Financial impact on employers: Cancer-related costs to employers include medical costs paid by employer-sponsored insurance plans, disability costs, and lost productivity. In addition, other people may have to fill in for the cancer patient, or a part-time or temporary person may need to be hired. In a study of one of America’s largest companies, researchers analyzed insurance claims for medical care, absenteeism, and disability costs for all patients who were diagnosed with cancer between 1995 and 1997 and compared these expenditures with a sample of people who were similar in sex, job function, and type of health plan. They found that the average excess cost of cancer patients was more than $83,000, and total annual health care costs for cancer patients were more than five times higher than for similar people without cancer.

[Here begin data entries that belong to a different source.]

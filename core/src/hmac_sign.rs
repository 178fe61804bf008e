use hmac::{Hmac, Mac};
use sha2::Sha256;

type HmacSha256 = Hmac<Sha256>;

/// Signs `body` with `secret` the same way webhook callbacks are signed:
/// `HMAC-SHA256("{timestamp}.{body}")`, hex-encoded. Used to produce the
/// signed oracle result envelope and to sign outbound callback payloads.
pub fn sign(secret: &[u8], timestamp: u64, body: &str) -> String {
    let mut mac = HmacSha256::new_from_slice(secret).expect("HMAC accepts key of any length");
    let signing_input = format!("{timestamp}.{body}");
    mac.update(signing_input.as_bytes());
    hex::encode(mac.finalize().into_bytes())
}

/// Verifies a signature produced by [`sign`], with a timestamp window to
/// reject stale or replayed envelopes.
pub fn verify(secret: &[u8], timestamp: u64, body: &str, signature: &str, now: u64, max_age_secs: u64) -> bool {
    if now.saturating_sub(timestamp) > max_age_secs {
        return false;
    }
    let expected = sign(secret, timestamp, body);
    constant_time_compare(expected.as_bytes(), signature.as_bytes())
}

fn constant_time_compare(a: &[u8], b: &[u8]) -> bool {
    if a.len() != b.len() {
        return false;
    }
    a.iter().zip(b.iter()).fold(0u8, |acc, (x, y)| acc | (x ^ y)) == 0
}

#[cfg(test)]
mod tests {
    use super::*;

    #[test]
    fn sign_is_deterministic() {
        let secret = b"top-secret";
        let a = sign(secret, 1_700_000_000, "{\"price\":1}");
        let b = sign(secret, 1_700_000_000, "{\"price\":1}");
        assert_eq!(a, b);
    }

    #[test]
    fn verify_accepts_fresh_signature() {
        let secret = b"top-secret";
        let body = "{\"price\":1}";
        let sig = sign(secret, 1_700_000_000, body);
        assert!(verify(secret, 1_700_000_000, body, &sig, 1_700_000_100, 300));
    }

    #[test]
    fn verify_rejects_stale_signature() {
        let secret = b"top-secret";
        let body = "{\"price\":1}";
        let sig = sign(secret, 1_700_000_000, body);
        assert!(!verify(secret, 1_700_000_000, body, &sig, 1_700_001_000, 300));
    }

    #[test]
    fn verify_rejects_tampered_body() {
        let secret = b"top-secret";
        let sig = sign(secret, 1_700_000_000, "{\"price\":1}");
        assert!(!verify(secret, 1_700_000_000, "{\"price\":2}", &sig, 1_700_000_100, 300));
    }
}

The cost of medical care was only about half of the total incremental cost to the employer. The cost of disability payments and absences from work made up the other half of costs borne by the employer.
In 2010, cancer-related costs for employers were estimated at $264 billion, with $125 billion in direct medical costs and $139 billion in indirect costs. These indirect costs include loss of time, productivity, and YLL.

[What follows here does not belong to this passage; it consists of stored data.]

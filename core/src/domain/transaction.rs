use serde::{Deserialize, Serialize};

use crate::amount::Amount;
use crate::ids::{GasAccountId, TransactionId};
use crate::time::TimestampSeconds;

#[derive(Debug, Clone, Copy, PartialEq, Eq, Serialize, Deserialize)]
#[serde(rename_all = "kebab-case")]
pub enum Priority {
    Low,
    Normal,
    High,
}

#[derive(Debug, Clone, Copy, PartialEq, Eq, Serialize, Deserialize)]
#[serde(rename_all = "kebab-case")]
pub enum TransactionType {
    Invoke,
    Transfer,
    Deploy,
}

/// A wallet account authorising the transaction, together with its scope
/// (e.g. Neo N3's `CalledByEntry`).
#[derive(Debug, Clone, Serialize, Deserialize)]
pub struct Signer {
    pub account: String,
    pub scopes: String,
}

#[derive(Debug, Clone, Copy, PartialEq, Eq, Serialize, Deserialize)]
#[serde(rename_all = "kebab-case")]
pub enum TransactionStatus {
    Created,
    Signing,
    Broadcast,
    Confirmed,
    Failed,
    Expired,
}

/// State machine per spec.md §4.1:
///
/// ```text
/// created --sign--> signing --submit--> broadcast --confirm--> confirmed
///    |                  |                   |
///    +------fail--------+--------fail------>failed
///                                         broadcast --expire--> expired
///                                         broadcast --reorg--> broadcast
/// ```
#[derive(Debug, Clone, Serialize, Deserialize)]
pub struct ManagedTransaction {
    pub id: TransactionId,
    pub service: String,
    pub entity_id: String,
    pub entity_type: String,
    pub tx_type: TransactionType,
    pub script_bytes: Vec<u8>,
    pub signers: Vec<Signer>,
    pub priority: Priority,
    pub status: TransactionStatus,
    pub gas_account: GasAccountId,
    pub network_fee: Amount,
    pub hash: Option<String>,
    pub gas_consumed: Option<u64>,
    pub block_height: Option<u64>,
    pub block_time: Option<TimestampSeconds>,
    pub error: Option<String>,
    pub valid_until_block: Option<u64>,
    pub claimed_by: Option<String>,
    pub claim_expires_at: Option<TimestampSeconds>,
    pub created: TimestampSeconds,
    pub updated: TimestampSeconds,
    pub result_payload: Option<serde_json::Value>,
}

impl ManagedTransaction {
    pub fn is_terminal(&self) -> bool {
        matches!(
            self.status,
            TransactionStatus::Confirmed | TransactionStatus::Failed | TransactionStatus::Expired
        )
    }
}

#[derive(Debug, Clone, Copy, PartialEq, Eq, Serialize, Deserialize)]
#[serde(rename_all = "kebab-case")]
pub enum TransactionEventKind {
    Created,
    Signed,
    Broadcast,
    SeenInMempool,
    Confirmed,
    Reorged,
    Failed,
    Expired,
}

/// Append-only per-transaction audit trail; survives deletion of the
/// originating oracle request / trigger / price round.
#[derive(Debug, Clone, Serialize, Deserialize)]
pub struct TransactionEvent {
    pub transaction_id: TransactionId,
    pub kind: TransactionEventKind,
    pub timestamp: TimestampSeconds,
    pub detail: Option<String>,
}

#[cfg(test)]
mod tests {
    use super::*;

    #[test]
    fn terminal_states_are_recognised() {
        let mut tx = sample();
        tx.status = TransactionStatus::Confirmed;
        assert!(tx.is_terminal());
        tx.status = TransactionStatus::Broadcast;
        assert!(!tx.is_terminal());
    }

    fn sample() -> ManagedTransaction {
        ManagedTransaction {
            id: TransactionId::new(),
            service: "user-7".into(),
            entity_id: "entity".into(),
            entity_type: "oracle-request".into(),
            tx_type: TransactionType::Invoke,
            script_bytes: vec![1, 2, 3],
            signers: vec![],
            priority: Priority::Normal,
            status: TransactionStatus::Created,
            gas_account: GasAccountId::new(),
            network_fee: Amount::ZERO,
            hash: None,
            gas_consumed: None,
            block_height: None,
            block_time: None,
            error: None,
            valid_until_block: None,
            claimed_by: None,
            claim_expires_at: None,
            created: 0,
            updated: 0,
            result_payload: None,
        }
    }
}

Efforts to contain costs: Most medical care in the United States is paid for by a third party, such as Medicaid (for the poor and disabled), Medicare (for people over the age of sixty-five), or a private or employer-sponsored insurance company. These third-party payers have instituted a number of measures to contain costs associated with treating cancer. For example, most new drugs are required to show cost-effectiveness before payers will add them to their formularies (lists of approved treatments). Other cost-containment measures include cost-sharing, required preauthorizations, and retrospective claim denials. The idea behind cost-sharing is to correct a so-called irrationality in the market: the fact that patients are insulated from the true cost of their health care leads them to have higher demand for goods and services than they otherwise would. Cost-sharing has been criticized as unjust because distributing health care benefits according to the ability to pay discriminates against the poor and lower-middle classes.

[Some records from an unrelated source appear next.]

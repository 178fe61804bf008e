//! Neo N3 off-chain service layer engine: transaction manager, oracle
//! request processor, price-feed engine, automation trigger engine,
//! gas-bank ledger, and TEE/secret-store coordinator.

#[macro_use]
extern crate log;

pub mod automation;
pub mod blockchain;
pub mod dispatcher;
pub mod ledger;
pub mod net;
pub mod oracle;
pub mod pricefeed;
pub mod secrets;
pub mod tee;
pub mod transaction;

By law, Medicare is not allowed to set or negotiate prices for reimbursing physicians, hospitals, and drug companies. In the case of cancer drugs, since 2003 Medicare has been overhauling its systems with the intention of eliminating incentives that favor aggressive and expensive treatments over equivalent alternatives. Historically, the problems have arisen because the Medicare reimbursement rate for many drugs was far higher than the actual cost of purchasing them. Medicare was and is required by law to cover cancer drugs if they are being used for their Food and Drug Administration–approved indication or another approved indication. The resulting profits around certain cancer drugs have been shown to influence prescribing patterns. Medicare officials are also concerned about overtreatment, such as screening and monitoring procedures that are conducted more often than the evidence and guidelines recommend. In reaction to these and other issues, Medicare administrators have instituted a number of steps toward increasing the transparency and quality of cancer care.